И ещё один нюанс: для формирования долговременной памяти — той, которую, собственно, мы в обиходе и называем «памятью», — не у крыс, правда, а у человека, необходимы годы, если быть точнее — более трёх лет (крысы, кстати сказать, справляются за пару часов). В противном случае, если это время потрачено не будет, причём целенаправленно — с регулярными воспоминаниями о данном конкретном событии, с проигрыванием его в памяти, дополнительной его внешней стимуляцией и проч., и проч., рассматриваемый нами исторический факт благополучно канет в Лету ещё до того захватывающего момента, когда мы сами пересечём эту речушку на утлой лодочке товарища Харона. В этом уточнении и заключается, кстати, упомянутый нами «нейронный дарвинизм» — воспоминания постоянно борются друг с другом за право сохраниться в нашем мозге, стать долговременной памятью. Но насколько «разумной» и «осмысленной» с точки зрения логики и здравого смысла является эта бесконечная «борьба за выживание» отдельных наших воспоминаний? Отвечу однозначно: никакой разумности здесь и не предполагается — тут кому как (из воспоминаний) свезёт, да ещё как со стороны внешней стимуляции карта ляжет.

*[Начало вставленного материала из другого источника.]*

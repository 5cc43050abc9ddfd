//! Token parsing and field validation for comma-separated property values.

use backhaul_core::{Instruction, RetentionPolicy, WILDCARD_MARKER, purge_pattern_prefix};
use tracing::warn;

use crate::error::{ConfigError, ConfigResult};

/// Split a `key=value,key=value` property value into ordered pairs.
///
/// Tokens split on their first `=`, so values may themselves contain `=`.
/// Empty tokens (for example a trailing comma) are skipped.
///
/// # Errors
///
/// Returns [`ConfigError::InvalidField`] when a token has no `=` or an empty key.
pub fn parse_tokens<'a>(section: &str, value: &'a str) -> ConfigResult<Vec<(&'a str, &'a str)>> {
    value
        .split(',')
        .map(str::trim)
        .filter(|token| !token.is_empty())
        .map(|token| {
            let (key, val) = token
                .split_once('=')
                .ok_or_else(|| ConfigError::invalid(section, token, None, "missing_separator"))?;
            let key = key.trim();
            if key.is_empty() {
                return Err(ConfigError::invalid(section, token, Some(val), "empty_key"));
            }
            Ok((key, val.trim()))
        })
        .collect()
}

/// Build an [`Instruction`] from an `instruction_N` property value.
///
/// # Errors
///
/// Returns an error when `remote_staged_file` is missing, empty, wildcard-suffixed,
/// or has an empty stem; or when `prep_script` is empty.
pub fn parse_instruction(section: &str, value: &str) -> ConfigResult<Instruction> {
    let mut staged_file = None;
    let mut prep_script = None;
    let mut args = Vec::new();

    for (key, val) in parse_tokens(section, value)? {
        match key {
            "remote_staged_file" => staged_file = Some(val),
            "prep_script" => {
                if val.is_empty() {
                    return Err(ConfigError::invalid(section, key, Some(val), "empty"));
                }
                prep_script = Some(val.to_string());
            }
            "arg" => args.push(val.to_string()),
            other => warn!(section, key = other, "ignoring unknown instruction property"),
        }
    }

    let staged_file = staged_file.ok_or_else(|| ConfigError::missing(section, "remote_staged_file"))?;
    validate_staged_file(section, staged_file)?;

    if prep_script.is_none() && !args.is_empty() {
        warn!(
            section,
            arg_count = args.len(),
            "instruction args are ignored without a prep_script"
        );
    }

    Ok(Instruction {
        remote_staged_file: staged_file.to_string(),
        prep_script,
        args,
    })
}

/// Build a [`RetentionPolicy`] from an `archive_schedule` property value.
///
/// # Errors
///
/// Returns [`ConfigError::InvalidField`] when `days_till_purge` is not a
/// non-negative integer.
pub fn parse_retention(section: &str, value: &str) -> ConfigResult<RetentionPolicy> {
    let mut policy = RetentionPolicy::default();
    for (key, val) in parse_tokens(section, value)? {
        match key {
            "days_till_purge" => {
                policy.days_till_purge = val.parse::<u32>().map_err(|_| {
                    ConfigError::invalid(section, key, Some(val), "not_a_non_negative_integer")
                })?;
            }
            other => warn!(section, key = other, "ignoring unknown archive schedule property"),
        }
    }
    Ok(policy)
}

/// Reject staged file names that cannot produce a dated copy or a safe purge pattern.
///
/// # Errors
///
/// Returns [`ConfigError::InvalidField`] for empty names, names ending with the
/// wildcard marker, and names whose stem before the first `.` is empty.
pub fn validate_staged_file(section: &str, staged_file: &str) -> ConfigResult<()> {
    let field = "remote_staged_file";
    if staged_file.is_empty() {
        return Err(ConfigError::invalid(section, field, Some(staged_file), "empty"));
    }
    if staged_file.ends_with(WILDCARD_MARKER) {
        return Err(ConfigError::invalid(
            section,
            field,
            Some(staged_file),
            "wildcard_name_has_no_dated_destination",
        ));
    }
    if purge_pattern_prefix(staged_file).is_empty() {
        return Err(ConfigError::invalid(
            section,
            field,
            Some(staged_file),
            "empty_stem",
        ));
    }
    Ok(())
}

#[cfg(test)]
mod tests {
    use super::*;

    #[test]
    fn parse_tokens_preserves_order_and_embedded_equals() -> anyhow::Result<()> {
        let tokens = parse_tokens("s", "a=1, b = x=y ,,c=")?;
        assert_eq!(tokens, vec![("a", "1"), ("b", "x=y"), ("c", "")]);
        Ok(())
    }

    #[test]
    fn parse_tokens_rejects_bare_words() {
        assert!(matches!(
            parse_tokens("file_retriever", "transport=scp,oops"),
            Err(ConfigError::InvalidField { reason: "missing_separator", .. })
        ));
        assert!(matches!(
            parse_tokens("file_retriever", "=scp"),
            Err(ConfigError::InvalidField { reason: "empty_key", .. })
        ));
    }

    #[test]
    fn parse_instruction_collects_args_in_order() -> anyhow::Result<()> {
        let instruction = parse_instruction(
            "instruction_1",
            "remote_staged_file=photos.tgz,prep_script=/srv/bin/prep.sh,arg=/srv/images/photos,arg=photos.tgz",
        )?;
        assert_eq!(instruction.remote_staged_file, "photos.tgz");
        assert_eq!(instruction.prep_script.as_deref(), Some("/srv/bin/prep.sh"));
        assert_eq!(instruction.args, vec!["/srv/images/photos", "photos.tgz"]);
        Ok(())
    }

    #[test]
    fn parse_instruction_requires_staged_file() {
        assert!(matches!(
            parse_instruction("instruction_0", "prep_script=/srv/bin/prep.sh"),
            Err(ConfigError::MissingField {
                field: "remote_staged_file",
                ..
            })
        ));
    }

    #[test]
    fn parse_instruction_rejects_wildcards_and_empty_stems() {
        assert!(matches!(
            parse_instruction("instruction_0", "remote_staged_file=photos*"),
            Err(ConfigError::InvalidField {
                reason: "wildcard_name_has_no_dated_destination",
                ..
            })
        ));
        assert!(matches!(
            parse_instruction("instruction_0", "remote_staged_file=.hidden"),
            Err(ConfigError::InvalidField { reason: "empty_stem", .. })
        ));
        assert!(matches!(
            parse_instruction("instruction_0", "remote_staged_file="),
            Err(ConfigError::InvalidField { reason: "empty", .. })
        ));
    }

    #[test]
    fn parse_retention_defaults_and_validates() -> anyhow::Result<()> {
        assert_eq!(parse_retention("archive_schedule", "")?.days_till_purge, 0);
        assert_eq!(
            parse_retention("archive_schedule", "days_till_purge=5")?.days_till_purge,
            5
        );
        assert!(matches!(
            parse_retention("archive_schedule", "days_till_purge=-2"),
            Err(ConfigError::InvalidField {
                reason: "not_a_non_negative_integer",
                ..
            })
        ));
        Ok(())
    }
}
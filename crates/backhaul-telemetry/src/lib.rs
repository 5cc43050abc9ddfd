#![forbid(unsafe_code)]
#![deny(
    unused_must_use,
    rustdoc::broken_intra_doc_links,
    rustdoc::bare_urls
)]
#![warn(
    unreachable_pub,
    missing_docs,
    clippy::all,
    clippy::pedantic,
    clippy::nursery
)]
#![allow(clippy::module_name_repetitions)]

//! Logging primitives shared across the Backhaul workspace.
//!
//! Layout: `init.rs` (subscriber installation), `context.rs` (run span guard),
//! `error.rs` (telemetry errors).

pub mod context;
pub mod error;
pub mod init;

pub use context::RunContextGuard;
pub use error::{Result, TelemetryError};
pub use init::{DEFAULT_LOG_LEVEL, LogDestination, LogFormat, LoggingConfig, init_logging};
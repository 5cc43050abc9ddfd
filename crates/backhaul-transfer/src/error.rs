//! # Design
//!
//! - `ExecutionError` describes one external command; `RetrievalError` says which
//!   step of which staged file it broke.
//! - Every retrieval error carries the staged file name for log context.
//! - Source errors are preserved so callers can render the full chain.

use std::io;
use std::path::PathBuf;
use std::time::Duration;

use thiserror::Error;

/// Result alias for command execution.
pub type ExecResult<T> = Result<T, ExecutionError>;

/// Result alias for retrieval operations.
pub type RetrievalResult<T> = Result<T, RetrievalError>;

/// Failures of a single external command.
#[derive(Debug, Error)]
pub enum ExecutionError {
    /// The command could not be started.
    #[error("failed to spawn `{command}`")]
    Spawn {
        /// Rendered command line.
        command: String,
        /// Underlying spawn error.
        source: io::Error,
    },
    /// The command wrote to stderr, whatever its exit status.
    #[error("`{command}` wrote to stderr: {stderr}")]
    ErrorOutput {
        /// Rendered command line.
        command: String,
        /// Captured stderr lines joined with spaces.
        stderr: String,
        /// Exit code when the process exited normally.
        exit_code: Option<i32>,
    },
    /// Reading the command's output streams failed.
    #[error("failed to read output of `{command}`")]
    Stream {
        /// Rendered command line.
        command: String,
        /// Underlying IO error.
        source: io::Error,
    },
    /// The command exceeded the configured timeout and was killed.
    #[error("`{command}` timed out after {}ms", timeout.as_millis())]
    TimedOut {
        /// Rendered command line.
        command: String,
        /// Timeout that elapsed.
        timeout: Duration,
    },
}

/// Failures while retrieving one staged file.
#[derive(Debug, Error)]
pub enum RetrievalError {
    /// The local backup directory did not exist and could not be created.
    #[error("could not prepare local directory '{}' for {staged_file}", path.display())]
    PrepareLocalDir {
        /// Staged file being retrieved.
        staged_file: String,
        /// Local backup directory.
        path: PathBuf,
        /// Underlying IO error.
        source: io::Error,
    },
    /// The remote prep script failed.
    #[error("prep script failed for {staged_file}")]
    Prep {
        /// Staged file being retrieved.
        staged_file: String,
        /// Underlying command failure.
        source: ExecutionError,
    },
    /// Copying the staged file failed.
    #[error("copy failed for {staged_file}")]
    Copy {
        /// Staged file being retrieved.
        staged_file: String,
        /// Underlying command failure.
        source: ExecutionError,
    },
    /// The remote clean script failed after an otherwise successful retrieval.
    #[error("remote cleanup failed for {staged_file}")]
    Clean {
        /// Staged file being retrieved.
        staged_file: String,
        /// Underlying command failure.
        source: ExecutionError,
    },
    /// The staged file name does not yield a deterministic local name.
    #[error("{staged_file} has no dated destination name")]
    UndatedDestination {
        /// Staged file being retrieved.
        staged_file: String,
    },
}

impl RetrievalError {
    /// Staged file the failure relates to.
    #[must_use]
    pub fn staged_file(&self) -> &str {
        match self {
            Self::PrepareLocalDir { staged_file, .. }
            | Self::Prep { staged_file, .. }
            | Self::Copy { staged_file, .. }
            | Self::Clean { staged_file, .. }
            | Self::UndatedDestination { staged_file } => staged_file,
        }
    }
}
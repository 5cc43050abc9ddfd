#![forbid(unsafe_code)]
#![deny(
    unused_must_use,
    rustdoc::broken_intra_doc_links,
    rustdoc::bare_urls
)]
#![warn(
    unreachable_pub,
    missing_docs,
    clippy::all,
    clippy::pedantic,
    clippy::nursery
)]
#![allow(clippy::module_name_repetitions)]

//! Local archive maintenance: age-based purging of dated backup copies.
//!
//! Layout: `purge.rs` (matching and deletion), `report.rs` (pass outcome).

pub mod error;
pub mod purge;
pub mod report;

pub use error::{FsOpsError, FsOpsResult};
pub use purge::{ArchivePurger, age_in_days};
pub use report::{PurgeReport, PurgeWarning};
//! Outcome of one purge pass.

use std::path::PathBuf;

use serde::Serialize;

/// Counts and paths produced by [`crate::ArchivePurger::purge`].
#[derive(Debug, Clone, Default, PartialEq, Eq, Serialize)]
pub struct PurgeReport {
    /// Matching regular files inspected.
    pub examined: usize,
    /// Matching files young enough to keep.
    pub retained: usize,
    /// Files deleted, in scan order.
    pub purged: Vec<PathBuf>,
    /// Per-file problems that did not stop the pass.
    pub warnings: Vec<PurgeWarning>,
}

impl PurgeReport {
    /// `true` when the pass hit no per-file problems.
    #[must_use]
    pub fn is_clean(&self) -> bool {
        self.warnings.is_empty()
    }
}

/// A file the purge pass could not inspect or delete.
#[derive(Debug, Clone, PartialEq, Eq, Serialize)]
pub struct PurgeWarning {
    /// Path involved.
    pub path: PathBuf,
    /// Step that failed (`traverse`, `stat`, `remove`).
    pub operation: &'static str,
    /// Rendered underlying error.
    pub reason: String,
}
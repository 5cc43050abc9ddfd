//! Scratch directories and file helpers.

use std::fs::{self, File};
use std::path::{Path, PathBuf};
use std::time::{Duration, SystemTime};

use anyhow::{Context, Result};
use tempfile::TempDir;

/// Length of one archive day.
pub const DAY: Duration = Duration::from_secs(86_400);

/// Create a scratch directory that is removed when dropped.
///
/// # Errors
///
/// Returns an error if the directory cannot be created.
pub fn scratch_dir(prefix: &str) -> Result<TempDir> {
    tempfile::Builder::new()
        .prefix(prefix)
        .tempdir()
        .context("failed to create scratch directory")
}

/// Write `contents` to `dir/name`, creating parent directories as needed.
///
/// # Errors
///
/// Returns an error if the file cannot be written.
pub fn write_file(dir: &Path, name: &str, contents: &str) -> Result<PathBuf> {
    let path = dir.join(name);
    if let Some(parent) = path.parent() {
        fs::create_dir_all(parent)
            .with_context(|| format!("failed to create {}", parent.display()))?;
    }
    fs::write(&path, contents).with_context(|| format!("failed to write {}", path.display()))?;
    Ok(path)
}

/// Set the modification time of `path`.
///
/// # Errors
///
/// Returns an error if the file cannot be opened or its times updated.
pub fn set_modified(path: &Path, modified: SystemTime) -> Result<()> {
    File::options()
        .write(true)
        .open(path)
        .and_then(|file| file.set_modified(modified))
        .with_context(|| format!("failed to set mtime on {}", path.display()))
}

/// Backdate `path` so it was last modified `age` before `now`.
///
/// # Errors
///
/// Returns an error if `now - age` underflows or the mtime cannot be set.
pub fn age_file(path: &Path, now: SystemTime, age: Duration) -> Result<()> {
    let modified = now
        .checked_sub(age)
        .context("requested file age precedes the epoch")?;
    set_modified(path, modified)
}

/// Sorted file names directly under `dir`.
///
/// # Errors
///
/// Returns an error if the directory cannot be read.
pub fn list_names(dir: &Path) -> Result<Vec<String>> {
    let mut names = fs::read_dir(dir)
        .with_context(|| format!("failed to read {}", dir.display()))?
        .map(|entry| entry.map(|entry| entry.file_name().to_string_lossy().into_owned()))
        .collect::<std::io::Result<Vec<_>>>()?;
    names.sort();
    Ok(names)
}
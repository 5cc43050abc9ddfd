//! # Design
//!
//! - Centralize application-level errors for bootstrap and orchestration.
//! - Keep error messages constant while carrying an operation label and the source error.
//! - `error_chain` renders the full cause chain for log lines and reports.

use std::error::Error as StdError;
use std::fmt::Write as _;

use thiserror::Error;

/// Result alias for application operations.
pub type AppResult<T> = Result<T, AppError>;

/// Application-level error type.
#[derive(Debug, Error)]
pub enum AppError {
    /// Configuration operations failed.
    #[error("configuration operation failed")]
    Config {
        /// Operation identifier.
        operation: &'static str,
        /// Source configuration error.
        source: backhaul_config::ConfigError,
    },
    /// Telemetry operations failed.
    #[error("telemetry operation failed")]
    Telemetry {
        /// Operation identifier.
        operation: &'static str,
        /// Source telemetry error.
        source: backhaul_telemetry::TelemetryError,
    },
    /// Remote retrieval failed.
    #[error("retrieval operation failed")]
    Retrieval {
        /// Operation identifier.
        operation: &'static str,
        /// Source retrieval error.
        source: backhaul_transfer::RetrievalError,
    },
    /// Archive maintenance failed.
    #[error("archive maintenance failed")]
    FsOps {
        /// Operation identifier.
        operation: &'static str,
        /// Source fsops error.
        source: backhaul_fsops::FsOpsError,
    },
}

impl AppError {
    pub(crate) const fn config(
        operation: &'static str,
        source: backhaul_config::ConfigError,
    ) -> Self {
        Self::Config { operation, source }
    }

    pub(crate) const fn telemetry(
        operation: &'static str,
        source: backhaul_telemetry::TelemetryError,
    ) -> Self {
        Self::Telemetry { operation, source }
    }

    pub(crate) const fn retrieval(
        operation: &'static str,
        source: backhaul_transfer::RetrievalError,
    ) -> Self {
        Self::Retrieval { operation, source }
    }

    pub(crate) const fn fsops(operation: &'static str, source: backhaul_fsops::FsOpsError) -> Self {
        Self::FsOps { operation, source }
    }

    /// Operation label recorded when the error was raised.
    #[must_use]
    pub const fn operation(&self) -> &'static str {
        match self {
            Self::Config { operation, .. }
            | Self::Telemetry { operation, .. }
            | Self::Retrieval { operation, .. }
            | Self::FsOps { operation, .. } => operation,
        }
    }
}

/// `error: cause: cause...` for any error with a source chain.
#[must_use]
pub fn error_chain(error: &dyn StdError) -> String {
    let mut rendered = error.to_string();
    let mut source = error.source();
    while let Some(cause) = source {
        let _ = write!(rendered, ": {cause}");
        source = cause.source();
    }
    rendered
}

Насколько объективной выйдет картина в конечном итоге? Большой вопрос. Да что уж там говорить, если даже наша собственная история — «автобиографическая память», как её называют, — судя по огромному массиву современных исследований, от ссылок на которые я читателя избавлю, позволяет себе самые чудесные превращения! Мы способны «помнить» себя не только такими, какими мы не были, но и такими, какими мы в принципе не могли быть (учитывая наш возраст на тот момент, багаж знаний и т. д., и т. п.).

Время, история и память… Перечисляя эти слова, трудно отделаться от ощущения, что невозможное действительно возможно.

Итак, нам явлена полноценная завязка пьесы: наша память о «прошлом» конституирует наше «будущее» и таким образом определяет наше поведение «сейчас», при этом время — это история, история — это память, а с памятью нашей, как мы все могли сейчас заметить, всё очень и очень непросто.

АКТ ВТОРОЙ: ХИМЕРА ИСТОРИЧЕСКОЙ ПАМЯТИ

Сейчас я позволю себе высказать весьма субъективную точку зрения на оппозицию двух выдающихся нарративистов — Хейдена Уайта и Франклина Анкерсмита. Почему последний не понял первого? Проблема, как мне представляется, в «трудностях перевода», точнее говоря — в буквальности перевода Анкерсмитом и самого понятия «нарратива», и в определённом смысле всей взятой в общем и целом знаменитой «Метаистории» Уайта.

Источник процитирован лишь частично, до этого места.